St. Gobnait’s House is the second station on the turas (a journey, or pattern) the faithful still perform today. But the next two stations, a bullaun stone, its hollow often containing rainwater, and a large slab, sit on a prehistoric mound that likely contained a megalithic burial cist at its center. This structure, now known as St. Gobnait’s Grave, therefore may be thousands of years older than the time of this saintly woman of the sixth century. With this ancient patrimony, can it be merely a coincidence that the Celtic god of fire and metalworking, Goibniu, has a name so similar to that of Gobnait, the patron saint of beekeepers?3
These three stations of the turas listed above, as well as most of its other seven locations,4 may be seen in the virtual-reality tour of the site, top left. Some of the scenes have hotspots linking to more detailed close-up views. Click on the “full-screen” button to use the interactive map. The VR tour begins in front of St. Gobnait’s House, the excavated and restored circular hut, with an internal diameter of 6 m (20 ft). This panorama also includes the statue of the saint standing upon her beehive. This is the first station of the turas, and St. Gobnait’s Holy Well is also within the scene (look down).5 Hotspots will take you across the road to the small mound reputed to be the saint’s grave and then into the remains of the medieval church, built atop the foundations of an earlier structure. This church has likely been in ruins since its roof was dismantled in 1649 to make it seem derelict as Cromwell’s forces approached.6 A final link takes you down the hillside to St. Abbán’s Holy Well,7 in a sylvan grotto alive with the colorful tokens of hope and devotion left by today’s pilgrims.

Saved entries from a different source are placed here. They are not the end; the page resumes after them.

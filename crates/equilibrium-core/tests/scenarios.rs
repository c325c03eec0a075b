// ─────────────────────────────────────────────────────────────────────
// Equilibrium Kernel — End-to-end Scenarios
// ─────────────────────────────────────────────────────────────────────

use std::sync::Arc;
use std::thread;
use std::time::{Duration, Instant};

use equilibrium_core::{BlockList, CancellationToken, EngineHandle, LogOnly};
use equilibrium_dynamics::{ExternalDynamics, ProportionalStep, StaticEquilibrium};
use equilibrium_types::{
    DynamicsQuantity, EngineConfig, EntityId, EquilibriumError, HarmRecord, RunStatus,
};

fn halving_engine(state: f64) -> EngineHandle {
    EngineHandle::builder(Arc::new(StaticEquilibrium::uniform(0.0)))
        .entity("solo", state)
        .step_policy(Arc::new(ProportionalStep::new(0.5).unwrap()))
        .build()
        .unwrap()
}

#[test]
fn single_entity_halves_to_convergence() {
    let mut engine = halving_engine(10.0);
    let report = engine.run(10_000, 1e-9, &CancellationToken::new()).unwrap();

    assert_eq!(report.status, RunStatus::Converged);
    assert!(report.iterations_run <= 35);
    assert_eq!(report.iterations_run, 34);
    let harms: Vec<f64> = std::iter::once(report.initial_potential)
        .chain(report.potential_history.iter().copied())
        .take(4)
        .map(|p| -p)
        .collect();
    assert_eq!(harms, [10.0, 5.0, 2.5, 1.25]);
    assert!(report.final_harm() <= 1e-9);
}

#[test]
fn empty_set_converges_immediately() {
    let mut engine =
        EngineHandle::initialize(Vec::<(&str, f64)>::new(), Arc::new(StaticEquilibrium::new()))
            .unwrap();
    let report = engine.run(10_000, 1e-9, &CancellationToken::new()).unwrap();

    assert_eq!(report.status, RunStatus::Converged);
    assert_eq!(report.iterations_run, 0);
    assert_eq!(report.final_potential, 0.0);
    assert!(engine.snapshot().unwrap().is_empty());
}

#[test]
fn single_iteration_budget_is_non_convergent() {
    let mut engine = halving_engine(10.0);
    let report = engine.run(1, 1e-9, &CancellationToken::new()).unwrap();

    assert_eq!(report.status, RunStatus::NonConvergent);
    assert_eq!(report.iterations_run, 1);
    assert_eq!(report.final_potential, -5.0);
}

#[test]
fn nan_equilibrium_aborts_with_entity_id() {
    let dynamics = ExternalDynamics::new(
        |e, _| e.state,
        |e, _| if e.id.as_str() == "broken" { f64::NAN } else { 0.0 },
    );
    let mut engine =
        EngineHandle::initialize([("fine", 1.0), ("broken", 1.0)], Arc::new(dynamics)).unwrap();

    let err = engine.run(10_000, 1e-9, &CancellationToken::new()).unwrap_err();
    match err {
        EquilibriumError::Dynamics {
            entity_id,
            quantity,
            value,
        } => {
            assert_eq!(entity_id, EntityId::from("broken"));
            assert_eq!(quantity, DynamicsQuantity::EquilibriumField);
            assert!(value.is_nan());
        }
        other => panic!("expected dynamics error, got {other}"),
    }
    assert_eq!(engine.tick(), 0);
    assert!(engine.store().snapshot().iter().all(|e| e.state == 1.0));
}

#[test]
fn guard_blocks_only_harmful_entity() {
    let dynamics = StaticEquilibrium::new()
        .with_target("steady", 2.0)
        .with_target("drifting", 0.0);
    let engine =
        EngineHandle::initialize([("steady", 2.0), ("drifting", 3.0)], Arc::new(dynamics))
            .unwrap();

    let list = BlockList::new();
    let report = engine.enforce(0.0, &list).unwrap();

    assert_eq!(report.blocked.len(), 1);
    assert!(report.is_blocked(&EntityId::from("drifting")));
    assert!(list.is_blocked(&EntityId::from("drifting")));
    assert!(!list.is_blocked(&EntityId::from("steady")));
}

#[test]
fn guard_hook_failures_are_collected() {
    let engine = EngineHandle::initialize(
        [("a", 1.0), ("b", 2.0), ("c", 3.0)],
        Arc::new(StaticEquilibrium::uniform(0.0)),
    )
    .unwrap();
    let hook = |r: &HarmRecord| {
        if r.harm > 1.5 {
            Err(format!("no actuator for {}", r.entity_id))
        } else {
            Ok(())
        }
    };
    let report = engine.enforce(0.0, &hook).unwrap();

    assert_eq!(report.blocked.len(), 3);
    let failed: Vec<&str> = report.failures.iter().map(|f| f.entity_id.as_str()).collect();
    assert_eq!(failed, ["b", "c"]);
    assert!(report.ensure_no_failures().is_err());
}

#[test]
fn cancellation_from_another_thread() {
    // Target moves every tick, so the run cannot converge on its own.
    let dynamics = ExternalDynamics::new(|e, _| e.state, |_, ctx| ctx.tick as f64);
    let mut engine = EngineHandle::builder(Arc::new(dynamics))
        .config(EngineConfig {
            max_iterations: u64::MAX,
            damping_window: 0,
            ..Default::default()
        })
        .entity("chaser", 0.5)
        .build()
        .unwrap();

    let token = CancellationToken::new();
    let remote = token.clone();
    let reader = engine.store();
    let watcher = thread::spawn(move || {
        // Cancel anyway after the deadline so a stalled run fails the
        // assertions below instead of hanging.
        let deadline = Instant::now() + Duration::from_secs(10);
        while reader.generation() < 100 && Instant::now() < deadline {
            thread::yield_now();
        }
        remote.cancel();
    });

    let report = engine.run_default(&token).unwrap();
    watcher.join().unwrap();

    assert_eq!(report.status, RunStatus::Cancelled);
    assert!(report.iterations_run >= 100);
    assert_eq!(engine.tick(), report.iterations_run);
}

#[test]
fn independent_engines_run_concurrently() {
    let handles: Vec<_> = (1..=4)
        .map(|k| {
            thread::spawn(move || {
                let mut engine = halving_engine(k as f64 * 10.0);
                engine.run(10_000, 1e-9, &CancellationToken::new()).unwrap()
            })
        })
        .collect();
    for handle in handles {
        let report = handle.join().unwrap();
        assert_eq!(report.status, RunStatus::Converged);
    }
}

#[test]
fn guard_after_convergence_uses_tolerance_as_threshold() {
    let mut engine = EngineHandle::initialize(
        [("a", 5.0), ("b", -5.0)],
        Arc::new(StaticEquilibrium::uniform(1.0)),
    )
    .unwrap();
    let report = engine.run_default(&CancellationToken::new()).unwrap();
    assert!(report.converged());

    let strict = engine.enforce(0.0, &LogOnly).unwrap();
    let relaxed = engine.enforce(1e-9, &LogOnly).unwrap();
    assert!(relaxed.blocked.is_empty());
    assert!(strict.blocked.len() <= 2);
}

#[cfg(feature = "parallel")]
#[test]
fn parallel_pass_matches_sequential() {
    use equilibrium_dynamics::MeanFieldEquilibrium;

    let run = |parallel: bool| {
        let mut engine = EngineHandle::builder(Arc::new(MeanFieldEquilibrium))
            .config(EngineConfig {
                parallel,
                ..Default::default()
            })
            .entities((0..64u64).map(|i| equilibrium_types::Entity::new(i, i as f64 * 1.5)))
            .build()
            .unwrap();
        let report = engine.run(50, 0.0, &CancellationToken::new()).unwrap();
        (report.potential_history, engine.snapshot().unwrap())
    };
    assert_eq!(run(false), run(true));
}

#[test]
fn reports_serialize_for_logging() {
    let mut engine = EngineHandle::initialize(
        [("b", 3.0), ("a", 0.0), ("c", 5.0)],
        Arc::new(StaticEquilibrium::uniform(0.0)),
    )
    .unwrap();
    let guard = engine.enforce(0.0, &LogOnly).unwrap();
    let json = serde_json::to_value(&guard).unwrap();
    assert_eq!(json["blocked"], serde_json::json!(["b", "c"]));
    assert_eq!(json["evaluated"], 3);

    let report = engine.run(1, 1e-9, &CancellationToken::new()).unwrap();
    let json = serde_json::to_value(&report).unwrap();
    assert_eq!(json["status"], "NON_CONVERGENT");
    assert_eq!(json["iterations_run"], 1);
    assert_eq!(json["potential_history"], serde_json::json!([-4.0]));
}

The excavator of St. Gobnait’s House, Professor Michael O’Kelly, remarked in 1952 on the persistent devotion to the saint:
“Local belief that the saint lived in the house remains, therefore, undisturbed and the site continues to be held in very high esteem not only by the people of Ballyvourney, but also by people all over the south of Ireland. Throughout the period of the excavation not a day passed but numbers of pilgrims, young and old, male and female, came to make the long and difficult ’round’ and it was most edifying to observe the fervour and devotion with which they prayed, ignoring us and our work and kneeling unselfconsciously at each stopping point on the ‘round.'” 8
St. Gobnait is also revered in the Aran Islands, where she fled to escape persecution on the mainland. An angel visited her and said that she should seek a place where she would see nine white deer grazing. Gobnait wandered about the south of Ireland, searching throughout Waterford, Cork and Kerry. She finally found her magical herd of deer at Ballyvourney, where she established her church, a kilometer (.6 mi) south of the modern town. On land given to her by St. Abbán she began a community for religious women and became its first abbess. She was known especially for her skills as a healer, even using her powers to keep the plague from entering Ballyvourney. Her connection with bees may have derived from the understanding in her time of the curative powers of honey.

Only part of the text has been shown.